Figure 19. Transient deformation of the BHV, coloured by displacement at various instants of the cardiac cycle. See Supplementary movie 4.

Appendix D. Out-of-plane vorticity dynamics on the y-plane

In this appendix, we present the out-of-plane vorticity on the y-plane for the TMHV, the BHV and the BMHV. While most of the vorticity features are similar to those earlier observed in the x-planar view (figure 12), figure 20 clearly illustrates that the sinuses of the TMHV and the BMHV develop vortices during systolic acceleration (figure 20 b). The sinus vortices are negligibly weak in the BHV relative to those in its downstream wake. With the advancement in the cardiac cycle (figure 20 c,d), the vortices in the sinuses further weaken and eventually diminish in response to the decelerating flow. Consequently, the vortices in the sinuses do not significantly influence the pressure field. As a result, the adverse pressure gradient due to systolic deceleration is able to develop a higher pressure in the aortic sinuses compared with the central orificial regions of the three valves.

Figure 20. The y-planar view of the vorticity field for the TMHV (i), the BHV (ii) and the BMHV (iii).

Figure 21. Variation in the leaflet kinematics of the BMHV with the regurgitation flow. Here L1 and L2 refers to Leaflet 1 and Leaflet 2 of the BMHV, respectively.
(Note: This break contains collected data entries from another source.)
//! Paddock CLI - championship analysis from the command line

use anyhow::{bail, Context, Result};
use clap::{Parser, Subcommand};
use colored::Colorize;
use dialoguer::{theme::ColorfulTheme, Input, Select};
use indicatif::{ProgressBar, ProgressStyle};
use std::path::{Path, PathBuf};
use tracing::Level;
use tracing_subscriber::FmtSubscriber;

use paddock::analysis::correlation::start_position_impact;
use paddock::analysis::predictor::{forecast_drivers, forecast_teams};
use paddock::analysis::stats::{top_drivers, top_teams};
use paddock::report::{save_driver_report, save_team_report};
use paddock::Championship;

/// Default dataset directory (relative to the working directory)
const DEFAULT_DATA_DIR: &str = "Database";

/// Season bounds accepted by the year prompts; matches dataset coverage
const FIRST_SEASON: i32 = 1950;
const LAST_SEASON: i32 = 2023;

#[derive(Parser)]
#[command(name = "paddock")]
#[command(author, version, about = "Championship analysis CLI", long_about = None)]
struct Cli {
    #[command(subcommand)]
    command: Option<Commands>,

    /// Run in interactive mode
    #[arg(short, long)]
    interactive: bool,

    /// Path to the dataset directory
    #[arg(long, default_value = DEFAULT_DATA_DIR)]
    data_dir: PathBuf,
}

#[derive(Subcommand)]
enum Commands {
    /// Rank the top 5 drivers over a year range
    TopDrivers {
        /// First season of the range (inclusive)
        #[arg(short, long)]
        start: i32,

        /// Last season of the range (inclusive)
        #[arg(short, long)]
        end: i32,

        /// Emit JSON instead of a table
        #[arg(long)]
        json: bool,
    },

    /// Rank the top 5 teams over a year range
    TopTeams {
        /// First season of the range (inclusive)
        #[arg(short, long)]
        start: i32,

        /// Last season of the range (inclusive)
        #[arg(short, long)]
        end: i32,

        /// Emit JSON instead of a table
        #[arg(long)]
        json: bool,
    },

    /// Write a top-5 report to a file
    Report {
        /// Entity kind: drivers or teams
        #[arg(short, long, default_value = "drivers")]
        kind: String,

        /// First season of the range (inclusive)
        #[arg(short, long)]
        start: i32,

        /// Last season of the range (inclusive)
        #[arg(short, long)]
        end: i32,

        /// Output file path
        #[arg(short, long)]
        output: PathBuf,
    },

    /// Forecast future competitiveness for named drivers or teams
    Forecast {
        /// Entity kind: drivers or teams
        #[arg(short, long, default_value = "drivers")]
        kind: String,

        /// Names to forecast (exact match, repeatable)
        #[arg(short, long, required = true)]
        name: Vec<String>,

        /// Restrict to one circuit by exact name
        #[arg(short, long)]
        circuit: Option<String>,

        /// Emit JSON instead of a table
        #[arg(long)]
        json: bool,
    },

    /// Measure how strongly grid position predicts finishing position
    GridImpact {
        /// Emit JSON instead of text
        #[arg(long)]
        json: bool,
    },
}

fn main() -> Result<()> {
    let subscriber = FmtSubscriber::builder()
        .with_max_level(Level::WARN)
        .finish();
    tracing::subscriber::set_global_default(subscriber).expect("Failed to set subscriber");

    let cli = Cli::parse();

    println!("{}", "Paddock CLI v0.1.0".cyan().bold());
    println!();

    if cli.interactive {
        run_interactive(&cli.data_dir)?;
    } else if let Some(command) = cli.command {
        let data = load_dataset(&cli.data_dir)?;
        match command {
            Commands::TopDrivers { start, end, json } => {
                show_top_drivers(&data, start, end, json)?;
            }
            Commands::TopTeams { start, end, json } => {
                show_top_teams(&data, start, end, json)?;
            }
            Commands::Report {
                kind,
                start,
                end,
                output,
            } => {
                run_report(&data, &kind, start, end, &output)?;
            }
            Commands::Forecast {
                kind,
                name,
                circuit,
                json,
            } => {
                show_forecast(&data, &kind, &name, circuit.as_deref(), json)?;
            }
            Commands::GridImpact { json } => {
                show_grid_impact(&data, json)?;
            }
        }
    } else {
        println!("Use --help for usage information or --interactive for interactive mode.");
    }

    Ok(())
}

/// Load the dataset behind a spinner; ingestion failures are fatal.
fn load_dataset(data_dir: &Path) -> Result<Championship> {
    let pb = ProgressBar::new_spinner();
    pb.set_style(
        ProgressStyle::default_spinner()
            .template("{spinner:.green} {msg}")
            .unwrap(),
    );
    pb.set_message("Loading championship data...");

    let data = Championship::load_dir(data_dir)
        .with_context(|| format!("Failed to load dataset from {:?}", data_dir))?;

    pb.finish_and_clear();
    Ok(data)
}

fn validate_year_range(start: i32, end: i32) -> Result<()> {
    if !(FIRST_SEASON..=LAST_SEASON).contains(&start) || !(FIRST_SEASON..=LAST_SEASON).contains(&end)
    {
        bail!(
            "Years must be between {} and {}",
            FIRST_SEASON,
            LAST_SEASON
        );
    }
    if start > end {
        bail!("Start year {} cannot be after end year {}", start, end);
    }
    Ok(())
}

fn show_top_drivers(data: &Championship, start: i32, end: i32, json: bool) -> Result<()> {
    validate_year_range(start, end)?;
    let ranked = top_drivers(data, start, end);

    if json {
        println!("{}", serde_json::to_string_pretty(&ranked)?);
        return Ok(());
    }

    println!("{} {}-{}", "Top drivers".yellow().bold(), start, end);
    if ranked.is_empty() {
        println!("{}", "No drivers with results in this range.".yellow());
        return Ok(());
    }

    println!(
        "{:<4} {:<28} {:>8} {:>8} {:>8} {:>8}",
        "#", "Driver", "Max", "Min", "Mean", "StdDev"
    );
    println!("{}", "-".repeat(70));

    for (i, entry) in ranked.iter().enumerate() {
        println!(
            "{:<4} {:<28} {:>8.2} {:>8.2} {:>8.2} {:>8.2}",
            i + 1,
            truncate_name(&entry.driver.full_name, 28),
            entry.summary.max,
            entry.summary.min,
            entry.summary.mean,
            entry.summary.std_dev
        );
    }
    println!();
    Ok(())
}

fn show_top_teams(data: &Championship, start: i32, end: i32, json: bool) -> Result<()> {
    validate_year_range(start, end)?;
    let ranked = top_teams(data, start, end);

    if json {
        println!("{}", serde_json::to_string_pretty(&ranked)?);
        return Ok(());
    }

    println!("{} {}-{}", "Top teams".yellow().bold(), start, end);
    if ranked.is_empty() {
        println!("{}", "No teams with standings in this range.".yellow());
        return Ok(());
    }

    println!(
        "{:<4} {:<28} {:>8} {:>8} {:>8} {:>8}",
        "#", "Team", "Max", "Min", "Mean", "StdDev"
    );
    println!("{}", "-".repeat(70));

    for (i, entry) in ranked.iter().enumerate() {
        println!(
            "{:<4} {:<28} {:>8.2} {:>8.2} {:>8.2} {:>8.2}",
            i + 1,
            truncate_name(&entry.team.name, 28),
            entry.summary.max,
            entry.summary.min,
            entry.summary.mean,
            entry.summary.std_dev
        );
    }
    println!();
    Ok(())
}

fn run_report(data: &Championship, kind: &str, start: i32, end: i32, output: &Path) -> Result<()> {
    validate_year_range(start, end)?;

    match kind {
        "drivers" => {
            let ranked = top_drivers(data, start, end);
            save_driver_report(output, &ranked)
                .with_context(|| format!("Failed to write report to {:?}", output))?;
        }
        "teams" => {
            let ranked = top_teams(data, start, end);
            save_team_report(output, &ranked)
                .with_context(|| format!("Failed to write report to {:?}", output))?;
        }
        other => bail!("Unknown kind '{}': expected 'drivers' or 'teams'", other),
    }

    println!("{} {:?}", "Report saved to".green(), output);
    Ok(())
}

fn show_forecast(
    data: &Championship,
    kind: &str,
    names: &[String],
    circuit: Option<&str>,
    json: bool,
) -> Result<()> {
    if let Some(name) = circuit {
        if data.circuit_by_name(name).is_none() {
            bail!("Circuit not found: {}", name);
        }
    }

    let forecasts = match kind {
        "drivers" => forecast_drivers(data, names, circuit),
        "teams" => forecast_teams(data, names, circuit),
        other => bail!("Unknown kind '{}': expected 'drivers' or 'teams'", other),
    };

    if json {
        println!("{}", serde_json::to_string_pretty(&forecasts)?);
        return Ok(());
    }

    match circuit {
        Some(name) => println!("{} {}", "Forecast for circuit".yellow().bold(), name),
        None => println!("{}", "Forecast from past performance".yellow().bold()),
    }

    if forecasts.is_empty() {
        println!("{}", "No standings match the requested names.".yellow());
        return Ok(());
    }

    println!("{:<6} {:<28} {:>10}", "Id", "Name", "Score");
    println!("{}", "-".repeat(46));
    for forecast in &forecasts {
        println!(
            "{:<6} {:<28} {:>10.2}",
            forecast.id,
            truncate_name(&forecast.name, 28),
            forecast.score
        );
    }
    println!();
    Ok(())
}

fn show_grid_impact(data: &Championship, json: bool) -> Result<()> {
    let impact = start_position_impact(data);

    if json {
        println!("{}", serde_json::to_string_pretty(&impact)?);
        return Ok(());
    }

    println!(
        "{}: {:.4} ({} samples)",
        "Pearson correlation".green(),
        impact.coefficient,
        impact.samples
    );
    println!("{}", impact.strength.label());
    Ok(())
}

fn run_interactive(data_dir: &Path) -> Result<()> {
    println!("{}", "Interactive mode".green().bold());
    println!();

    let data = load_dataset(data_dir)?;
    let theme = ColorfulTheme::default();

    loop {
        let options = vec![
            "Forecast driver results",
            "Forecast team results",
            "Grid position impact",
            "Top 5 drivers",
            "Top 5 drivers report",
            "Top 5 teams",
            "Top 5 teams report",
            "Quit",
        ];

        let selection = Select::with_theme(&theme)
            .with_prompt("What would you like to do?")
            .items(&options)
            .default(0)
            .interact()?;

        match selection {
            0 | 1 => {
                let kind = if selection == 1 { "teams" } else { "drivers" };

                let scope = Select::with_theme(&theme)
                    .with_prompt("Forecast scope")
                    .items(&["Overall", "By circuit"])
                    .default(0)
                    .interact()?;

                let circuit = if scope == 1 {
                    let name: String = Input::with_theme(&theme)
                        .with_prompt("Circuit name")
                        .interact_text()?;
                    if data.circuit_by_name(&name).is_none() {
                        println!("{}", "Circuit not found.".red());
                        continue;
                    }
                    Some(name)
                } else {
                    None
                };

                let names = prompt_names(&theme, kind)?;
                if names.is_empty() {
                    println!("{}", "No names entered.".yellow());
                    continue;
                }

                println!();
                show_forecast(&data, kind, &names, circuit.as_deref(), false)?;
            }
            2 => {
                println!();
                show_grid_impact(&data, false)?;
                println!();
            }
            3 => {
                let (start, end) = prompt_years(&theme)?;
                println!();
                show_top_drivers(&data, start, end, false)?;
            }
            4 => {
                let output: String = Input::with_theme(&theme)
                    .with_prompt("Report file")
                    .interact_text()?;
                let (start, end) = prompt_years(&theme)?;
                println!();
                run_report(&data, "drivers", start, end, Path::new(&output))?;
                println!();
            }
            5 => {
                let (start, end) = prompt_years(&theme)?;
                println!();
                show_top_teams(&data, start, end, false)?;
            }
            6 => {
                let output: String = Input::with_theme(&theme)
                    .with_prompt("Report file")
                    .interact_text()?;
                let (start, end) = prompt_years(&theme)?;
                println!();
                run_report(&data, "teams", start, end, Path::new(&output))?;
                println!();
            }
            7 => {
                println!("Goodbye!");
                break;
            }
            _ => {}
        }
    }

    Ok(())
}

/// Collect names one per line until an empty line or 'done'.
fn prompt_names(theme: &ColorfulTheme, kind: &str) -> Result<Vec<String>> {
    println!("Enter {} names one per line; finish with 'done' or an empty line.", kind);

    let mut names = Vec::new();
    loop {
        let name: String = Input::with_theme(theme)
            .with_prompt("Name")
            .allow_empty(true)
            .interact_text()?;
        if name.is_empty() || name == "done" {
            break;
        }
        names.push(name);
    }
    Ok(names)
}

/// Prompt for a year range until it validates.
fn prompt_years(theme: &ColorfulTheme) -> Result<(i32, i32)> {
    loop {
        let start: i32 = Input::with_theme(theme)
            .with_prompt(format!("Start year ({}-{})", FIRST_SEASON, LAST_SEASON))
            .interact_text()?;
        let end: i32 = Input::with_theme(theme)
            .with_prompt("End year")
            .interact_text()?;

        match validate_year_range(start, end) {
            Ok(()) => return Ok((start, end)),
            Err(e) => println!("{}", e.to_string().red()),
        }
    }
}

/// Truncate a name to fit display width
fn truncate_name(name: &str, max_len: usize) -> String {
    let chars: Vec<char> = name.chars().collect();
    if chars.len() <= max_len {
        name.to_string()
    } else {
        chars[..max_len - 1].iter().collect::<String>() + "…"
    }
}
Appendix E. Dependence of the kinematics of BMHV leaflets on regurgitation

It is known that BMHVs have higher regurgitant volume than TMHV and BHV (Li et al. Reference Li, Chen, Lo and Lu2011; Vennemann et al. Reference Vennemann, Rösgen, Heinisch and Obrist2018) as discussed in the Introduction (§ 1) of the manuscript, however, a similar flow curve was chosen in this work for all the valves to ensure a comparison under similar flow conditions. To investigate the validity of this assumption, in this appendix, the variation in the closure kinematics of the BMHV leaflets with respect to the regurgitation flow is investigated. Figure 21 shows the leaflet kinematics for two cases with different flow curves, where Case A refers to the employment of the flow rate used as an inlet boundary condition in this study while Case B refers to that with a relatively higher regurgitation volume. A rapid and smooth closing of the BMHV leaflets is observed for Case B, with both leaflets taking less than 100 ms to fully close from a fully opened position. Nevertheless, the start of closure for Case A is identical to the Case B. This finding supports the previously drawn conclusions for the ’start to closure’ of the BMHV leaflets and demonstrates that they are not sensitive to the regurgitant volume, i.e. the two leaflets start their closure excursion at the onset of flow regurgitation.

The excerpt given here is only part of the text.